WHAT IS BEING ASKED >> Please work out how many lines in the material contain "TargetDescription" and give only that figure.

DATASET EXTRACT >>
'''

#[cfg(test)]
mod tests {
    use super::*;
    use crate::api::codes;
    use crate::resources::test_support::{block, provider, resource, s, strings, tags};

    fn alb(pairs: Vec<(&str, Value)>) -> Resource {
        let mut r = resource(
            TYPE,
            "web",
            vec![
                ("name", s("web")),
                ("subnets", strings(&["subnet-a", "subnet-b"])),
                ("security_groups", strings(&["sg-1"])),
                ("idle_timeout", Value::Int(120)),
                ("enable_deletion_protection", Value::Bool(false)),
                ("load_balancer_type", s("application")),
            ],
        );
        for (k, v) in pairs {
            r.attributes.insert(k.to_string(), v);
        }
        r
    }

    #[tokio::test]
    async fn create_waits_until_active() {
        let (fake, provider) = provider();
        fake.set_provisioning_polls(2);

        let state = create(&provider, &alb(vec![])).await.unwrap();

        assert!(state.exists);
        let arn = state.identifier.clone().unwrap();
        assert!(arn.contains(":loadbalancer/app/web/"));
        assert!(fake.count("describe_load_balancers") >= 3);
        assert_eq!(state.attributes.get("idle_timeout"), Some(&Value::Int(120)));
        assert_eq!(state.attributes.get("internal"), Some(&Value::Bool(false)));
        assert_eq!(
            state.attributes.get("arn_suffix").and_then(Value::as_str),
            Some(arn.split(":loadbalancer/").nth(1).unwrap())
        );
        assert_eq!(
            fake.load_balancer_attributes(&arn).get("idle_timeout.timeout_seconds").map(String::as_str),
            Some("120")
        );
    }

    #[tokio::test]
    async fn failed_state_is_an_error_with_reason() {
        let (fake, provider) = provider();
        fake.set_provisioning_polls(1000);
        let lb = create_raw(&fake).await;
        fake.set_load_balancer_state(&lb, "failed", Some("subnet has no free addresses"));

        let id = ResourceId::new(TYPE, "web");
        let err = wait_active(&provider, &id, &lb, provider.timeouts.load_balancer_create)
            .await
            .unwrap_err();
        assert!(err.to_string().contains("subnet has no free addresses"));
    }

    async fn create_raw(fake: &crate::testing::FakeElbV2) -> String {
        use crate::api::ElbV2Api;
        fake.create_load_balancer(CreateLoadBalancerInput {
            name: "raw".to_string(),
            subnets: vec!["subnet-a".to_string()],
            ..Default::default()
        })
        .await
        .unwrap()
        .arn
    }

    #[tokio::test]
    async fn generated_names_keep_their_prefix() {
        let (_, provider) = provider();
        let mut r = alb(vec![("name_prefix", s("web-"))]);
        r.attributes.remove("name");

        let state = create(&provider, &r).await.unwrap();
        let name = state.attributes.get("name").and_then(Value::as_str).unwrap();
        assert!(name.starts_with("web-"));
        assert!(name.len() <= NAME_MAX);
        assert_eq!(state.attributes.get("name_prefix"), Some(&s("web-")));
    }

    #[tokio::test]
    async fn network_attributes_are_not_written_to_application_load_balancers() {
        let (fake, provider) = provider();
        let r = alb(vec![
            ("enable_cross_zone_load_balancing", Value::Bool(true)),
            ("dns_record_client_routing_policy", s("any_availability_zone")),
        ]);
        let state = create(&provider, &r).await.unwrap();
        let api = fake.load_balancer_attributes(state.identifier.as_deref().unwrap());
        assert!(!api.contains_key("load_balancing.cross_zone.enabled"));
        assert!(!api.contains_key("dns_record.client_routing_policy"));
    }

    #[tokio::test]
    async fn access_logs_are_nested() {
        let (fake, provider) = provider();
        let r = alb(vec![(
            "access_logs",
            block(vec![("bucket", s("logs")), ("enabled", Value::Bool(true))]),
        )]);
        let state = create(&provider, &r).await.unwrap();
        let arn = state.identifier.as_deref().unwrap();
        assert_eq!(
            fake.load_balancer_attributes(arn).get("access_logs.s3.bucket").map(String::as_str),
            Some("logs")
        );
        let logs = state.attributes.get("access_logs").and_then(Value::as_map).unwrap();
        assert_eq!(logs.get("enabled"), Some(&Value::Bool(true)));
    }

    #[tokio::test]
    async fn update_changes_only_what_differs() {
        let (fake, provider) = provider();
        let created = create(&provider, &alb(vec![("tags", tags(&[("env", "dev"), ("old", "x")]))]))
            .await
            .unwrap();
        let arn = created.identifier.clone().unwrap();

        let to = alb(vec![
            ("security_groups", strings(&["sg-1", "sg-2"])),
            ("idle_timeout", Value::Int(300)),
            ("tags", tags(&[("env", "prod")])),
        ]);
        let state = update(&provider, &to.id, &arn, &created, &to).await.unwrap();

        assert_eq!(fake.count("set_security_groups"), 1);
        assert_eq!(fake.count("set_subnets"), 0);
        assert_eq!(fake.count("set_ip_address_type"), 0);
        assert_eq!(state.attributes.get("idle_timeout"), Some(&Value::Int(300)));
        let tags = fake.tags_of(&arn);
        assert_eq!(tags.get("env").map(String::as_str), Some("prod"));
        assert!(!tags.contains_key("old"));
    }

    #[tokio::test]
    async fn read_of_deleted_load_balancer_is_not_found() {
        let (_, provider) = provider();
        let created = create(&provider, &alb(vec![])).await.unwrap();
        let arn = created.identifier.clone().unwrap();

        delete(&provider, &created.id, &arn).await.unwrap();
        let state = read(&provider, &created.id, Some(&arn)).await.unwrap();
        assert!(!state.exists);

        // Deleting twice succeeds
        delete(&provider, &created.id, &arn).await.unwrap();
    }

    #[tokio::test]
    async fn deletion_protection_is_reported() {
        let (fake, provider) = provider();
        let created = create(&provider, &alb(vec![("enable_deletion_protection", Value::Bool(true))]))
            .await
            .unwrap();
        let err = delete(&provider, &created.id, created.identifier.as_deref().unwrap())
            .await
            .unwrap_err();
        assert!(err.to_string().contains(codes::OPERATION_NOT_PERMITTED));
        assert!(fake.load_balancer(created.identifier.as_deref().unwrap()).is_some());
    }
}
//! Plain data types exchanged with the ELBv2 API
//!
//! These mirror the shapes of the Elastic Load Balancing v2 API without
//! depending on the SDK, so resources can be expanded, flattened and tested
//! against an in-memory implementation.

use std::collections::BTreeMap;

pub type Tags = BTreeMap<String, String>;
pub type Attributes = BTreeMap<String, String>;

// =============================================================================
// Load balancers
// =============================================================================

#[derive(Debug, Clone, Default, PartialEq)]
pub struct SubnetMapping {
    pub subnet_id: String,
    pub allocation_id: Option<String>,
    pub private_ipv4_address: Option<String>,
    pub ipv6_address: Option<String>,
}

#[derive(Debug, Clone, Default, PartialEq)]
pub struct LoadBalancerAddress {
    pub ip_address: Option<String>,
    pub allocation_id: Option<String>,
    pub private_ipv4_address: Option<String>,
    pub ipv6_address: Option<String>,
}

#[derive(Debug, Clone, Default, PartialEq)]
pub struct AvailabilityZone {
    pub zone_name: Option<String>,
    pub subnet_id: Option<String>,
    pub outpost_id: Option<String>,
    pub addresses: Vec<LoadBalancerAddress>,
}

#[derive(Debug, Clone, Default, PartialEq)]
pub struct LoadBalancer {
    pub arn: String,
    pub name: String,
    pub dns_name: Option<String>,
    pub canonical_hosted_zone_id: Option<String>,
    /// internet-facing | internal
    pub scheme: Option<String>,
    /// application | network | gateway
    pub load_balancer_type: Option<String>,
    /// provisioning | active | active_impaired | failed
    pub state: Option<String>,
    pub state_reason: Option<String>,
    pub vpc_id: Option<String>,
    pub ip_address_type: Option<String>,
    pub security_groups: Vec<String>,
    pub availability_zones: Vec<AvailabilityZone>,
    pub customer_owned_ipv4_pool: Option<String>,
}

#[derive(Debug, Clone, Default, PartialEq)]
pub struct CreateLoadBalancerInput {
    pub name: String,
    pub load_balancer_type: Option<String>,
    pub scheme: Option<String>,
    pub subnets: Vec<String>,
    pub subnet_mappings: Vec<SubnetMapping>,
    pub security_groups: Vec<String>,
    pub ip_address_type: Option<String>,
    pub customer_owned_ipv4_pool: Option<String>,
    pub tags: Tags,
}

// =============================================================================
// Target groups
// =============================================================================

#[derive(Debug, Clone, Default, PartialEq)]
pub struct Matcher {
    pub http_code: Option<String>,
    pub grpc_code: Option<String>,
}

#[derive(Debug, Clone, Default, PartialEq)]
pub struct HealthCheck {
    pub enabled: Option<bool>,
    pub interval_seconds: Option<i32>,
    pub path: Option<String>,
    pub port: Option<String>,
    pub protocol: Option<String>,
    pub timeout_seconds: Option<i32>,
    pub healthy_threshold: Option<i32>,
    pub unhealthy_threshold: Option<i32>,
    pub matcher: Option<Matcher>,
}

#[derive(Debug, Clone, Default, PartialEq)]
pub struct TargetGroup {
    pub arn: String,
    pub name: String,
    pub port: Option<i32>,
    pub protocol: Option<String>,
    pub protocol_version: Option<String>,
    pub vpc_id: Option<String>,
    pub target_type: Option<String>,
    pub ip_address_type: Option<String>,
    pub health_check: HealthCheck,
    pub load_balancer_arns: Vec<String>,
}

#[derive(Debug, Clone, Default, PartialEq)]
pub struct CreateTargetGroupInput {
    pub name: String,
    pub port: Option<i32>,
    pub protocol: Option<String>,
    pub protocol_version: Option<String>,
    pub vpc_id: Option<String>,
    pub target_type: Option<String>,
    pub ip_address_type: Option<String>,
    pub health_check: HealthCheck,
    pub tags: Tags,
}

#[derive(Debug, Clone, Default, PartialEq)]
pub struct TargetDescription {
    pub id: String,
    pub port: Option<i32>,
    pub availability_zone: Option<String>,
}

#[derive(Debug, Clone, Default, PartialEq)]
pub struct TargetHealth {
    pub target: TargetDescription,
    /// initial | healthy | unhealthy | unused | draining | unavailable
    pub state: Option<String>,
    pub reason: Option<String>,
}

// =============================================================================
// Listeners, rules and actions
// =============================================================================

#[derive(Debug, Clone, Default, PartialEq)]
pub struct Certificate {
    pub arn: String,
    pub is_default: Option<bool>,
}

#[derive(Debug, Clone, Default, PartialEq)]
pub struct MutualAuthentication {
    pub mode: Option<String>,
    pub trust_store_arn: Option<String>,
    pub ignore_client_certificate_expiry: Option<bool>,
}

#[derive(Debug, Clone, Default, PartialEq)]
pub struct TargetGroupTuple {
    pub arn: String,
    pub weight: Option<i32>,
}

#[derive(Debug, Clone, Default, PartialEq)]
pub struct ForwardConfig {
    pub target_groups: Vec<TargetGroupTuple>,
    pub stickiness_enabled: Option<bool>,
    pub stickiness_duration: Option<i32>,
}

#[derive(Debug, Clone, Default, PartialEq)]
pub struct RedirectConfig {
    pub host: Option<String>,
    pub path: Option<String>,
    pub port: Option<String>,
    pub protocol: Option<String>,
    pub query: Option<String>,
    /// HTTP_301 | HTTP_302
    pub status_code: String,
}

#[derive(Debug, Clone, Default, PartialEq)]
pub struct FixedResponseConfig {
    pub content_type: Option<String>,
    pub message_body: Option<String>,
    pub status_code: String,
}

#[derive(Debug, Clone, Default, PartialEq)]
pub struct AuthenticateCognitoConfig {
    pub user_pool_arn: String,
    pub user_pool_client_id: String,
    pub user_pool_domain: String,
    pub authentication_request_extra_params: BTreeMap<String, String>,
    pub on_unauthenticated_request: Option<String>,
    pub scope: Option<String>,
    pub session_cookie_name: Option<String>,
    pub session_timeout: Option<i64>,
}

#[derive(Debug, Clone, Default, PartialEq)]
pub struct AuthenticateOidcConfig {
    pub issuer: String,
    pub authorization_endpoint: String,
    pub token_endpoint: String,
    pub user_info_endpoint: String,
    pub client_id: String,
    pub client_secret: Option<String>,
    pub authentication_request_extra_params: BTreeMap<String, String>,
    pub on_unauthenticated_request: Option<String>,
    pub scope: Option<String>,
    pub session_cookie_name: Option<String>,
    pub session_timeout: Option<i64>,
}

#[derive(Debug, Clone, Default, PartialEq)]
pub struct Action {
    /// forward | redirect | fixed-response | authenticate-cognito | authenticate-oidc
    pub action_type: String,
    pub order: Option<i32>,
    pub target_group_arn: Option<String>,
    pub forward: Option<ForwardConfig>,
    pub redirect: Option<RedirectConfig>,
    pub fixed_response: Option<FixedResponseConfig>,
    pub authenticate_cognito: Option<AuthenticateCognitoConfig>,
    pub authenticate_oidc: Option<AuthenticateOidcConfig>,
}

#[derive(Debug, Clone, Default, PartialEq)]
pub struct Listener {
    pub arn: String,
    pub load_balancer_arn: String,
    pub port: Option<i32>,
    pub protocol: Option<String>,
    pub ssl_policy: Option<String>,
    pub certificates: Vec<Certificate>,
    pub default_actions: Vec<Action>,
    pub alpn_policy: Vec<String>,
    pub mutual_authentication: Option<MutualAuthentication>,
}

#[derive(Debug, Clone, Default, PartialEq)]
pub struct CreateListenerInput {
    pub load_balancer_arn: String,
    pub port: Option<i32>,
    pub protocol: Option<String>,
    pub ssl_policy: Option<String>,
    pub certificates: Vec<Certificate>,
    pub default_actions: Vec<Action>,
    pub alpn_policy: Vec<String>,
    pub mutual_authentication: Option<MutualAuthentication>,
    pub tags: Tags,
}

#[derive(Debug, Clone, Default, PartialEq)]
pub struct ModifyListenerInput {
    pub listener_arn: String,
    pub port: Option<i32>,
    pub protocol: Option<String>,
    pub ssl_policy: Option<String>,
    pub certificates: Vec<Certificate>,
    pub default_actions: Vec<Action>,
    pub alpn_policy: Vec<String>,
    pub mutual_authentication: Option<MutualAuthentication>,
}

#[derive(Debug, Clone, Default, PartialEq)]
pub struct QueryStringPair {
    pub key: Option<String>,
    pub value: String,
}

/// One rule condition; exactly one of the fields is set
#[derive(Debug, Clone, Default, PartialEq)]
pub struct RuleCondition {
    pub host_header: Vec<String>,
    pub path_pattern: Vec<String>,
    pub http_header: Option<(String, Vec<String>)>,
    pub http_request_method: Vec<String>,
    pub query_string: Vec<QueryStringPair>,
    pub source_ip: Vec<String>,
}

#[derive(Debug, Clone, Default, PartialEq)]
pub struct Rule {
    pub arn: String,
    /// Numeric priority or "default"
    pub priority: String,
    pub conditions: Vec<RuleCondition>,
    pub actions: Vec<Action>,
    pub is_default: bool,
}

#[derive(Debug, Clone, Default, PartialEq)]
pub struct CreateRuleInput {
    pub listener_arn: String,
    pub priority: i32,
    pub conditions: Vec<RuleCondition>,
    pub actions: Vec<Action>,
    pub tags: Tags,
}

// =============================================================================
// Trust stores
// =============================================================================

#[derive(Debug, Clone, Default, PartialEq)]
pub struct S3Location {
    pub bucket: String,
    pub key: String,
    pub object_version: Option<String>,
}

#[derive(Debug, Clone, Default, PartialEq)]
pub struct TrustStore {
    pub arn: String,
    pub name: String,
    /// CREATING | ACTIVE
    pub status: Option<String>,
    pub number_of_ca_certificates: Option<i32>,
    pub total_revoked_entries: Option<i64>,
}

#[derive(Debug, Clone, Default, PartialEq)]
pub struct TrustStoreRevocation {
    pub trust_store_arn: String,
    pub revocation_id: i64,
    pub revocation_type: Option<String>,
    pub number_of_revoked_entries: Option<i64>,
}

'''

EXERCISE RESPONSE >> 2